Umbria Celtica
Umbria Celtica...
Dal dialetto umbro, simile al gaelico, fino ai vari menhir ed osservatori astronomici naturali che si trovano in tutta la regione. Vi sono diversi motivi per presumere che l'antico popolo nordico passo dall'Umbria e visse là, lasciando tracce del proprio passaggio e diversi riti che tutt'oggi vengono conservati, spesso assorbiti dalla liturgia e dalla religione.
Vi sono tracce di antichi popoli il cui passaggio si perde nella notte dei tempi. Forse anche perché, abituati come siamo a pensar di discendere da romani ed italici, neppure pensiamo che la penisola potrebbe esser stata abitata anche da popoli nordici, dalla storia e dai miti affascinanti e piuttosto lontani dal culto maschile degli antichi romani, come i Celti.

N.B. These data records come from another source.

//! Single-queue scheduler.
//!
//! The scheduler owns an insertion-ordered queue of [`Process`]es. A pass
//! (`run_all`) executes every queued process exactly once, in queue order, one
//! at a time on the calling thread. Processes stay queued after a pass; only
//! `clear`/`finalize` empty the queue.

use std::fmt;
use std::sync::Arc;
use std::time::{Duration, Instant};

use rand::rngs::StdRng;
use serde::{Deserialize, Serialize};
use tracing::{debug, info, warn};
use uuid::Uuid;

use crate::builders::SchedulerBuilder;
use crate::core::audit::AuditSink;
use crate::core::delay::{CancellationToken, Delay};
use crate::core::factory::ProcessFactory;
use crate::core::process::{ExecutionContext, ExecutionReport, JitterRange, Process};

/// Result of one non-empty pass.
#[derive(Debug, Clone, Serialize, Deserialize)]
pub struct RunSummary {
    /// Unique id of the pass, also stamped on its audit events.
    pub run_id: Uuid,
    /// Value of the run counter after this pass.
    pub run_number: u64,
    /// One report per executed process, in queue order.
    pub reports: Vec<ExecutionReport>,
    /// Wall-clock time the pass took.
    pub wall_time: Duration,
}

impl RunSummary {
    /// Processes stopped early by cancellation.
    pub fn interrupted_count(&self) -> usize {
        self.reports.iter().filter(|r| !r.is_completed()).count()
    }

    /// Simulated units waited across the pass (saturating).
    pub fn waited_units(&self) -> u64 {
        self.reports
            .iter()
            .fold(0u64, |acc, r| acc.saturating_add(r.waited_units))
    }
}

/// Point-in-time scheduler statistics.
#[derive(Debug, Clone, Default, PartialEq, Eq, Serialize, Deserialize)]
pub struct SchedulerStats {
    /// Processes currently queued.
    pub queued: usize,
    /// Completed passes since creation or the last clear.
    pub runs: u64,
    /// Floor of the mean estimated duration of queued processes.
    pub average_estimated_duration: u64,
    /// Sum of the estimated durations of queued processes.
    pub total_estimated_duration: u64,
}

/// Queue of simulated processes with run accounting.
pub struct Scheduler {
    queue: Vec<Process>,
    run_count: u64,
    factory: ProcessFactory,
    delay: Arc<dyn Delay>,
    cancel: CancellationToken,
    rng: StdRng,
    jitter: JitterRange,
    audit: Option<Box<dyn AuditSink>>,
}

impl Scheduler {
    /// Scheduler with default configuration: real-time waits of one
    /// millisecond per unit and an OS-seeded random source.
    pub fn new() -> Self {
        SchedulerBuilder::default().build_unchecked()
    }

    /// Builder for a customised scheduler.
    pub fn builder() -> SchedulerBuilder {
        SchedulerBuilder::default()
    }

    pub(crate) fn from_parts(
        factory: ProcessFactory,
        delay: Arc<dyn Delay>,
        cancel: CancellationToken,
        rng: StdRng,
        jitter: JitterRange,
        audit: Option<Box<dyn AuditSink>>,
    ) -> Self {
        Self {
            queue: Vec::new(),
            run_count: 0,
            factory,
            delay,
            cancel,
            rng,
            jitter,
            audit,
        }
    }

    /// Factory whose identities this scheduler hands out.
    pub const fn factory(&self) -> &ProcessFactory {
        &self.factory
    }

    /// CPU-bound process from this scheduler's factory (not enqueued).
    pub fn new_cpu_process(&self, name: &str, task: &str, intensity: Option<i64>) -> Process {
        self.factory.new_cpu_process(name, task, intensity)
    }

    /// I/O-bound process from this scheduler's factory (not enqueued).
    pub fn new_io_process(&self, name: &str, device: &str, operations: Option<i64>) -> Process {
        self.factory.new_io_process(name, device, operations)
    }

    /// Daemon process from this scheduler's factory (not enqueued).
    pub fn new_daemon_process(&self, name: &str, service: &str, cycles: Option<i64>) -> Process {
        self.factory.new_daemon_process(name, service, cycles)
    }

    /// Handle used to interrupt the process currently executing.
    ///
    /// A request pending when [`Scheduler::run_all`] starts is discarded. A
    /// request that lands between two processes interrupts the later one
    /// before its first step.
    pub fn cancellation_token(&self) -> CancellationToken {
        self.cancel.clone()
    }

    /// Daemon cycle range in effect.
    pub const fn jitter(&self) -> JitterRange {
        self.jitter
    }

    /// Append a process. Returns `false`, leaving the queue untouched, when
    /// `process` is `None`.
    pub fn enqueue(&mut self, process: Option<Process>) -> bool {
        let Some(process) = process else {
            warn!("rejected enqueue of absent process");
            return false;
        };
        debug!(pid = %process.id(), kind = %process.kind(), "process enqueued");
        self.queue.push(process);
        true
    }

    /// Copy of the queue in execution order.
    pub fn list_snapshot(&self) -> Vec<Process> {
        self.queue.clone()
    }

    /// Execute every queued process once, in order.
    ///
    /// Returns `None` without touching the run counter when the queue is
    /// empty. Otherwise the counter goes up by one before the first process
    /// starts. An interrupted process does not stop the pass. Cancellation
    /// requested before the call is discarded.
    pub fn run_all(&mut self) -> Option<RunSummary> {
        if self.queue.is_empty() {
            debug!("run requested on empty queue");
            return None;
        }

        self.run_count += 1;
        let run_id = Uuid::new_v4();
        let started = Instant::now();
        if self.cancel.take() {
            debug!(%run_id, "discarded cancellation requested before the pass");
        }
        info!(
            %run_id,
            run = self.run_count,
            processes = self.queue.len(),
            "starting pass"
        );

        let mut ctx = ExecutionContext::new(
            run_id,
            self.delay.as_ref(),
            &self.cancel,
            &mut self.rng,
            self.jitter,
        );
        if let Some(audit) = self.audit.as_deref_mut() {
            ctx = ctx.with_audit(audit);
        }
        let reports: Vec<ExecutionReport> =
            self.queue.iter().map(|process| process.execute(&mut ctx)).collect();

        let summary = RunSummary {
            run_id,
            run_number: self.run_count,
            reports,
            wall_time: started.elapsed(),
        };
        info!(
            %run_id,
            run = summary.run_number,
            interrupted = summary.interrupted_count(),
            elapsed_ms = summary.wall_time.as_millis(),
            "pass finished"
        );
        Some(summary)
    }

    /// Sum of estimated durations of queued processes (saturating).
    pub fn total_estimated_duration(&self) -> u64 {
        self.queue
            .iter()
            .fold(0u64, |acc, p| acc.saturating_add(p.estimated_duration()))
    }

    /// Floor of the mean estimated duration, or 0 when the queue is empty.
    pub fn average_estimated_duration(&self) -> u64 {
        if self.queue.is_empty() {
            return 0;
        }
        let total: u128 = self
            .queue
            .iter()
            .map(|p| u128::from(p.estimated_duration()))
            .sum();
        let average = total / self.queue.len() as u128;
        u64::try_from(average).unwrap_or(u64::MAX)
    }

    /// Number of queued processes.
    pub fn size(&self) -> usize {
        self.queue.len()
    }

    /// Whether the queue is empty.
    pub fn is_empty(&self) -> bool {
        self.queue.is_empty()
    }

    /// Completed passes since creation or the last clear.
    pub const fn run_count(&self) -> u64 {
        self.run_count
    }

    /// Snapshot of queue and run statistics.
    pub fn stats(&self) -> SchedulerStats {
        SchedulerStats {
            queued: self.queue.len(),
            runs: self.run_count,
            average_estimated_duration: self.average_estimated_duration(),
            total_estimated_duration: self.total_estimated_duration(),
        }
    }

    /// Empty the queue and reset the run counter. Identities are not recycled.
    pub fn clear(&mut self) {
        let dropped = self.queue.len();
        self.queue.clear();
        self.run_count = 0;
        info!(dropped, "queue cleared");
    }

    /// Shutdown hook; equivalent to [`Scheduler::clear`].
    pub fn finalize(&mut self) {
        info!("finalizing scheduler");
        self.clear();
    }
}

impl Default for Scheduler {
    fn default() -> Self {
        Self::new()
    }
}

impl PartialEq for Scheduler {
    fn eq(&self, other: &Self) -> bool {
        self.run_count == other.run_count && self.queue == other.queue
    }
}

impl fmt::Display for Scheduler {
    fn fmt(&self, f: &mut fmt::Formatter<'_>) -> fmt::Result {
        write!(
            f,
            "Scheduler{{processes={}, runs={}}}",
            self.queue.len(),
            self.run_count
        )
    }
}

impl fmt::Debug for Scheduler {
    fn fmt(&self, f: &mut fmt::Formatter<'_>) -> fmt::Result {
        f.debug_struct("Scheduler")
            .field("queue", &self.queue)
            .field("run_count", &self.run_count)
            .field("jitter", &self.jitter)
            .field("audit", &self.audit.is_some())
            .finish_non_exhaustive()
    }
}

Il passaggio del popolo celtico in Umbria si ritrova principalmente nella lingua, o meglio nel dialetto, piuttosto simile all'odierno gaelico, di origine celtica. Determinate parole, soprattutto quelle riferite agli animali o comunque alla natura, rimangono pressoché invariate nelle due lingue. Un particolare non di poco conto, se si pensa che spesso i termini con i quali indicare una determinata cosa sono completamente differenti anche da paesi che distano solo alcuni chilometri.
Interessante è osservare le pietre a forma di menhir che si trovano a Torre Alta che altro non sarebbero che un antico osservatorio astronomico come il più famoso Stonehenge in Inghilterra. Solo questo sarebbe già una prova del fatto che l'antico popolo occupò l'Umbria (viaggiatori e guerrieri, i Celti si spinsero in svariate zone dell'Europa) ma a rafforzare l'ipotesi esiste anche un reperto archeologico la runa di Cesi, nella quale è riportata un iscrizione in alfabeto runico.
Sempre a Cesi, esiste una chiesa nella quale sono scolpite, fra i capitelli dell'edificio, delle asce di ispirazione celtica. Ma con il monoteismo e il cristianesimo tutti i culti politeisti vennero abbandonati, anzi sepolti e dimenticati, fino a quando l'archeologia non ha potuto riportarli alla luce.